■ Record set:

//! Whole-pipeline tests: feed relations through the assembler and check the
//! areas that come out of the buffer.

use assemble_areas::{Assembler, ProblemKind};
use osm_model::{
    Area, AreaBuffer, Location, NodeID, NodeRef, Relation, RelationID, Way, WayBuffer, WayID,
};

fn nr(id: i64, x: i32, y: i32) -> NodeRef {
    NodeRef::with_location(NodeID(id), Location::new(x, y))
}

fn way(id: i64, node_refs: Vec<NodeRef>) -> Way {
    let mut way = Way::new(WayID(id));
    way.node_refs = node_refs;
    way
}

fn assemble(ways: Vec<Way>) -> (AreaBuffer, Assembler) {
    let mut in_buffer = WayBuffer::new();
    let members: Vec<u64> = ways.into_iter().map(|w| in_buffer.add_way(w)).collect();

    let mut relation = Relation::new(RelationID(123));
    relation.version = 2;
    relation.user = "mapper".to_string();
    relation.tags.insert("type", "multipolygon");
    relation.tags.insert("natural", "water");

    let mut out_buffer = AreaBuffer::new();
    let mut assembler = Assembler::new();
    assembler.remember_problems(true);
    assembler
        .assemble(&relation, &members, &in_buffer, &mut out_buffer)
        .unwrap();
    (out_buffer, assembler)
}

fn committed_area(buffer: &AreaBuffer) -> &Area {
    assert_eq!(buffer.committed().len(), 1);
    &buffer.committed()[0]
}

/// A ring as locations, ignoring rotation and direction: drop the closing
/// node, rotate the smallest location to the front, and take the smaller of
/// the two traversal directions.
fn normalize(ring: &[NodeRef]) -> Vec<(i32, i32)> {
    let mut pts: Vec<(i32, i32)> = ring
        .iter()
        .map(|n| (n.location().x(), n.location().y()))
        .collect();
    assert!(pts.len() >= 4);
    assert_eq!(pts.first(), pts.last());
    pts.pop();

    fn rotate_to_min(pts: &[(i32, i32)]) -> Vec<(i32, i32)> {
        let start = pts
            .iter()
            .enumerate()
            .min_by_key(|(_, pt)| **pt)
            .unwrap()
            .0;
        pts.iter()
            .cycle()
            .skip(start)
            .take(pts.len())
            .copied()
            .collect()
    }

    let fwd = rotate_to_min(&pts);
    pts.reverse();
    let rev = rotate_to_min(&pts);
    fwd.min(rev)
}

fn outer_rings(area: &Area) -> Vec<Vec<(i32, i32)>> {
    let mut rings: Vec<Vec<(i32, i32)>> = area
        .outers
        .iter()
        .map(|outer| normalize(&outer.node_refs))
        .collect();
    rings.sort();
    rings
}

fn square() -> Way {
    way(
        1,
        vec![
            nr(1, 0, 0),
            nr(2, 10, 0),
            nr(3, 10, 10),
            nr(4, 0, 10),
            nr(1, 0, 0),
        ],
    )
}

const SQUARE: [(i32, i32); 4] = [(0, 0), (0, 10), (10, 10), (10, 0)];

#[test]
fn single_square() {
    let (out, assembler) = assemble(vec![square()]);
    let area = committed_area(&out);

    assert_eq!(area.id, 247);
    assert_eq!(area.version, 2);
    assert_eq!(area.user, "mapper");
    assert!(area.tags.is("natural", "water"));

    assert_eq!(outer_rings(area), vec![SQUARE.to_vec()]);
    assert!(area.outers[0].inners.is_empty());
    assert!(assembler.problems().is_empty());
}

#[test]
fn square_with_square_hole() {
    let hole = way(
        2,
        vec![
            nr(5, 2, 2),
            nr(6, 2, 8),
            nr(7, 8, 8),
            nr(8, 8, 2),
            nr(5, 2, 2),
        ],
    );
    let (out, assembler) = assemble(vec![square(), hole]);
    let area = committed_area(&out);

    assert_eq!(outer_rings(area), vec![SQUARE.to_vec()]);
    assert_eq!(area.outers[0].inners.len(), 1);
    assert_eq!(
        normalize(&area.outers[0].inners[0]),
        vec![(2, 2), (2, 8), (8, 8), (8, 2)]
    );
    assert!(assembler.problems().is_empty());
}

#[test]
fn split_outer_glues_back_together() {
    let half1 = way(1, vec![nr(1, 0, 0), nr(2, 10, 0), nr(3, 10, 10)]);
    let half2 = way(2, vec![nr(3, 10, 10), nr(4, 0, 10), nr(1, 0, 0)]);

    let (out, assembler) = assemble(vec![half1, half2]);
    let area = committed_area(&out);
    assert_eq!(outer_rings(area), vec![SQUARE.to_vec()]);
    assert!(assembler.problems().is_empty());
}

#[test]
fn shared_edge_cancels() {
    // Two squares side by side; the edge they share vanishes and one outline
    // of the union remains.
    let left = square();
    let right = way(
        2,
        vec![
            nr(2, 10, 0),
            nr(5, 20, 0),
            nr(6, 20, 10),
            nr(3, 10, 10),
            nr(2, 10, 0),
        ],
    );

    let (out, assembler) = assemble(vec![left, right]);
    let area = committed_area(&out);
    assert_eq!(
        outer_rings(area),
        vec![vec![
            (0, 0),
            (0, 10),
            (10, 10),
            (20, 10),
            (20, 0),
            (10, 0),
        ]]
    );
    assert!(assembler.problems().is_empty());
}

#[test]
fn self_touching_way_splits_into_two_rings() {
    // One way tracing two triangles that share node 9: the chain revisits
    // that location partway through, which pinches the first loop off as its
    // own closed ring. Both loops come out as separate outer rings.
    let pinched = way(
        1,
        vec![
            nr(9, 2, 2),
            nr(1, 0, 0),
            nr(2, 4, 0),
            nr(9, 2, 2),
            nr(3, 0, 4),
            nr(4, 4, 4),
            nr(9, 2, 2),
        ],
    );

    let (out, assembler) = assemble(vec![pinched]);
    let area = committed_area(&out);
    assert!(area.is_valid());
    assert_eq!(
        outer_rings(area),
        vec![
            vec![(0, 0), (2, 2), (4, 0)],
            vec![(0, 4), (2, 2), (4, 4)],
        ]
    );
    for outer in &area.outers {
        assert!(outer.inners.is_empty());
    }
    assert!(assembler.problems().is_empty());
}

#[test]
fn hole_without_identifiable_enclosure_aborts() {
    // A pinched (self-touching) hole splits into two inner rings. The ring
    // keeping the later half of the chain has no recorded left neighbor to
    // walk, so no enclosing outer can be identified and assembly gives up
    // with the header-only area already committed. Unlike the intersection
    // and open-ring cases, nothing is recorded as a problem.
    let outer = way(
        1,
        vec![
            nr(1, 0, 0),
            nr(2, 20, 0),
            nr(3, 20, 20),
            nr(4, 0, 20),
            nr(1, 0, 0),
        ],
    );
    let hole = way(
        2,
        vec![
            nr(9, 6, 6),
            nr(5, 4, 4),
            nr(6, 8, 4),
            nr(9, 6, 6),
            nr(7, 4, 8),
            nr(8, 8, 8),
            nr(9, 6, 6),
        ],
    );

    let (out, assembler) = assemble(vec![outer, hole]);
    let area = committed_area(&out);
    assert!(!area.is_valid());
    assert!(area.outers.is_empty());
    assert!(assembler.problems().is_empty());
}

#[test]
fn bowtie_is_invalid() {
    let bowtie = way(
        1,
        vec![
            nr(1, 0, 0),
            nr(2, 10, 10),
            nr(3, 10, 0),
            nr(4, 0, 10),
            nr(1, 0, 0),
        ],
    );

    let (out, assembler) = assemble(vec![bowtie]);
    let area = committed_area(&out);
    assert!(!area.is_valid());
    assert!(area.outers.is_empty());

    assert_eq!(assembler.problems().len(), 1);
    let problem = &assembler.problems()[0];
    assert_eq!(problem.kind, ProblemKind::Intersection);
    assert_eq!(problem.node_ref.id(), NodeID(0));
    assert_eq!(problem.node_ref.location(), Location::new(5, 5));
    assert!(problem.segments.is_some());
}

#[test]
fn unclosed_ring_is_invalid() {
    let open = way(1, vec![nr(1, 0, 0), nr(2, 10, 0), nr(3, 10, 10)]);

    let (out, assembler) = assemble(vec![open]);
    let area = committed_area(&out);
    assert!(!area.is_valid());

    assert_eq!(assembler.problems().len(), 2);
    for problem in assembler.problems() {
        assert_eq!(problem.kind, ProblemKind::RingNotClosed);
    }
    let mut endpoints: Vec<Location> = assembler
        .problems()
        .iter()
        .map(|problem| problem.node_ref.location())
        .collect();
    endpoints.sort();
    assert_eq!(endpoints, vec![Location::new(0, 0), Location::new(10, 10)]);
}

#[test]
fn reversing_a_way_changes_nothing() {
    let hole = vec![
        nr(5, 2, 2),
        nr(6, 2, 8),
        nr(7, 8, 8),
        nr(8, 8, 2),
        nr(5, 2, 2),
    ];
    let mut reversed = hole.clone();
    reversed.reverse();

    let (out1, _) = assemble(vec![square(), way(2, hole)]);
    let (out2, _) = assemble(vec![square(), way(2, reversed)]);

    let area1 = committed_area(&out1);
    let area2 = committed_area(&out2);
    assert_eq!(outer_rings(area1), outer_rings(area2));
    assert_eq!(
        normalize(&area1.outers[0].inners[0]),
        normalize(&area2.outers[0].inners[0])
    );
}

#[test]
fn member_order_changes_nothing() {
    let half1 = way(1, vec![nr(1, 0, 0), nr(2, 10, 0), nr(3, 10, 10)]);
    let half2 = way(2, vec![nr(3, 10, 10), nr(4, 0, 10), nr(1, 0, 0)]);

    let (out1, _) = assemble(vec![half1.clone(), half2.clone()]);
    let (out2, _) = assemble(vec![half2, half1]);
    assert_eq!(
        outer_rings(committed_area(&out1)),
        outer_rings(committed_area(&out2))
    );
}

#[test]
fn even_copies_cancel_odd_copies_survive() {
    let (out, assembler) = assemble(vec![square(), square()]);
    let area = committed_area(&out);
    assert!(area.outers.is_empty());
    assert!(assembler.problems().is_empty());

    let (out, _) = assemble(vec![square(), square(), square()]);
    assert_eq!(outer_rings(committed_area(&out)), vec![SQUARE.to_vec()]);
}

#[test]
fn emission_is_idempotent() {
    let (out, _) = assemble(vec![square()]);
    let emitted = committed_area(&out).outers[0].node_refs.clone();

    let (again, _) = assemble(vec![way(1, emitted)]);
    assert_eq!(outer_rings(committed_area(&again)), vec![SQUARE.to_vec()]);
}

#[test]
fn problems_accumulate_until_cleared() {
    let open = || way(1, vec![nr(1, 0, 0), nr(2, 10, 0), nr(3, 10, 10)]);

    let mut in_buffer = WayBuffer::new();
    let members = vec![in_buffer.add_way(open())];
    let relation = Relation::new(RelationID(9));
    let mut out_buffer = AreaBuffer::new();

    let mut assembler = Assembler::new();
    assembler.remember_problems(true);
    assembler
        .assemble(&relation, &members, &in_buffer, &mut out_buffer)
        .unwrap();
    assembler
        .assemble(&relation, &members, &in_buffer, &mut out_buffer)
        .unwrap();
    assert_eq!(assembler.problems().len(), 4);

    assembler.clear_problems();
    assert!(assembler.problems().is_empty());
    assert_eq!(out_buffer.committed().len(), 2);
}

#[test]
fn bad_member_offset_is_an_error() {
    let in_buffer = WayBuffer::new();
    let relation = Relation::new(RelationID(1));
    let mut out_buffer = AreaBuffer::new();
    let mut assembler = Assembler::new();
    assert!(assembler
        .assemble(&relation, &[42], &in_buffer, &mut out_buffer)
        .is_err());
}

■ What you are asked to do: Reply with the number of lines in the data above that contain "reversed", and with nothing else.

■ Exercise result: 3